### TASK GOAL
Search each line of the data for the word "Forbidden"; copy every line where it is found.

= = = = =

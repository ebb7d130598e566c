//! Session decoding and in-memory session state
//!
//! Access tokens are decoded without signature verification: the backend is
//! the authority and re-validates every request, so the decoded claims only
//! drive what the client displays and which commands it offers. The expiry
//! check here is advisory for the same reason.

use base64::engine::general_purpose::URL_SAFE_NO_PAD;
use base64::Engine;
use chrono::{DateTime, Utc};

use placetrack_protocol::{Claims, Role, UserAccount};

use crate::error::{Result, TrackError};

/// Decode the payload segment of a compact signed token.
///
/// Fails with a malformed-token error when the token has no payload segment
/// or the segment is not URL-safe base64 JSON.
pub fn decode_claims(token: &str) -> Result<Claims> {
    let payload = token
        .split('.')
        .nth(1)
        .ok_or_else(|| TrackError::malformed_token("token has no payload segment"))?;

    let bytes = URL_SAFE_NO_PAD
        .decode(payload.trim_end_matches('='))
        .map_err(|e| TrackError::malformed_token(format!("payload is not base64url: {}", e)))?;

    serde_json::from_slice(&bytes)
        .map_err(|e| TrackError::malformed_token(format!("payload is not claims JSON: {}", e)))
}

/// The signed-in user: decoded claims plus whatever profile payload the
/// backend attached to the login/refresh response.
#[derive(Debug, Clone)]
pub struct Session {
    claims: Claims,
    profile: Option<UserAccount>,
}

impl Session {
    pub fn from_claims(claims: Claims) -> Self {
        Self {
            claims,
            profile: None,
        }
    }

    pub fn with_profile(claims: Claims, profile: Option<UserAccount>) -> Self {
        Self { claims, profile }
    }

    /// Merge a fresh profile payload. The role stays whatever the most
    /// recently decoded access token says; profile data never overrides it.
    pub fn merge_profile(&mut self, profile: UserAccount) {
        self.profile = Some(profile);
    }

    pub fn claims(&self) -> &Claims {
        &self.claims
    }

    pub fn profile(&self) -> Option<&UserAccount> {
        self.profile.as_ref()
    }

    pub fn user_id(&self) -> i64 {
        self.claims.user_id
    }

    pub fn username(&self) -> &str {
        if !self.claims.username.is_empty() {
            &self.claims.username
        } else if let Some(profile) = &self.profile {
            &profile.username
        } else {
            ""
        }
    }

    pub fn email(&self) -> &str {
        if !self.claims.email.is_empty() {
            &self.claims.email
        } else if let Some(profile) = &self.profile {
            &profile.email
        } else {
            ""
        }
    }

    /// Role from the latest decoded access token.
    pub fn role(&self) -> Role {
        self.claims.role
    }

    // Role flags are computed on every call rather than stored, so a
    // role-changing profile update can never leave a stale flag behind.

    pub fn is_admin(&self) -> bool {
        self.role() == Role::Admin
    }

    pub fn is_student(&self) -> bool {
        self.role() == Role::Student
    }

    pub fn is_company_rep(&self) -> bool {
        self.role() == Role::Company
    }

    pub fn expires_at(&self) -> Option<DateTime<Utc>> {
        DateTime::from_timestamp(self.claims.exp, 0)
    }

    /// Advisory staleness check against a millisecond wall clock.
    pub fn is_expired_at(&self, now_ms: i64) -> bool {
        self.claims.exp.saturating_mul(1000) <= now_ms
    }

    pub fn is_expired(&self) -> bool {
        self.is_expired_at(Utc::now().timestamp_millis())
    }
}

#[cfg(test)]
pub(crate) mod test_tokens {
    use super::*;
    use serde_json::json;

    /// Build an unsigned compact token around the given claims JSON.
    pub fn encode(claims: &serde_json::Value) -> String {
        let header = URL_SAFE_NO_PAD.encode(br#"{"alg":"HS256","typ":"JWT"}"#);
        let payload = URL_SAFE_NO_PAD.encode(claims.to_string().as_bytes());
        format!("{}.{}.signature", header, payload)
    }

    pub fn token_with_role(role: &str, exp: i64) -> String {
        encode(&json!({
            "user_id": 42,
            "username": "asha.v",
            "email": "asha@example.edu",
            "role": role,
            "is_verified": true,
            "exp": exp,
            "iat": exp - 3600,
        }))
    }
}
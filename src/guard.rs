//! Role-gated access to protected commands
//!
//! The guard is evaluated fresh on every command entry; it keeps no state,
//! timers or cancellation of its own. Content behind a failed check is
//! withheld entirely, never partially rendered.

use placetrack_protocol::Role;

use crate::auth::AuthManager;
use crate::session::Session;

/// Outcome of a guard evaluation.
#[derive(Debug, Clone, PartialEq, Eq)]
pub enum GuardState {
    /// Session bootstrap has not completed yet.
    Loading,
    /// No valid session; the caller should offer login.
    Unauthenticated,
    /// Session present and the role is permitted.
    Authorized,
    /// Session present but the role is outside the allow-list; absorbing
    /// denial state.
    Forbidden { role: Role },
}

/// Allow-list over roles. `None` admits any authenticated session.
#[derive(Debug, Clone, Default)]
pub struct AccessGuard {
    allowed: Option<Vec<Role>>,
}

impl AccessGuard {
    /// Admit any authenticated session regardless of role.
    pub fn any_authenticated() -> Self {
        Self { allowed: None }
    }

    pub fn allow(roles: Vec<Role>) -> Self {
        Self {
            allowed: Some(roles),
        }
    }

    pub fn admin_only() -> Self {
        Self::allow(vec![Role::Admin])
    }

    pub fn evaluate(&self, auth: &AuthManager) -> GuardState {
        self.evaluate_session(auth.is_ready(), auth.session())
    }

    /// Core state machine: Loading exits only once bootstrap completes,
    /// then either Unauthenticated or the role check.
    pub fn evaluate_session(&self, ready: bool, session: Option<&Session>) -> GuardState {
        if !ready {
            return GuardState::Loading;
        }

        let Some(session) = session else {
            return GuardState::Unauthenticated;
        };

        match &self.allowed {
            Some(roles) if !roles.contains(&session.role()) => GuardState::Forbidden {
                role: session.role(),
            },
            _ => GuardState::Authorized,
        }
    }
}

= = = = =

### ANSWER TO THE PROBLEM
    Forbidden { role: Role },
            Some(roles) if !roles.contains(&session.role()) => GuardState::Forbidden {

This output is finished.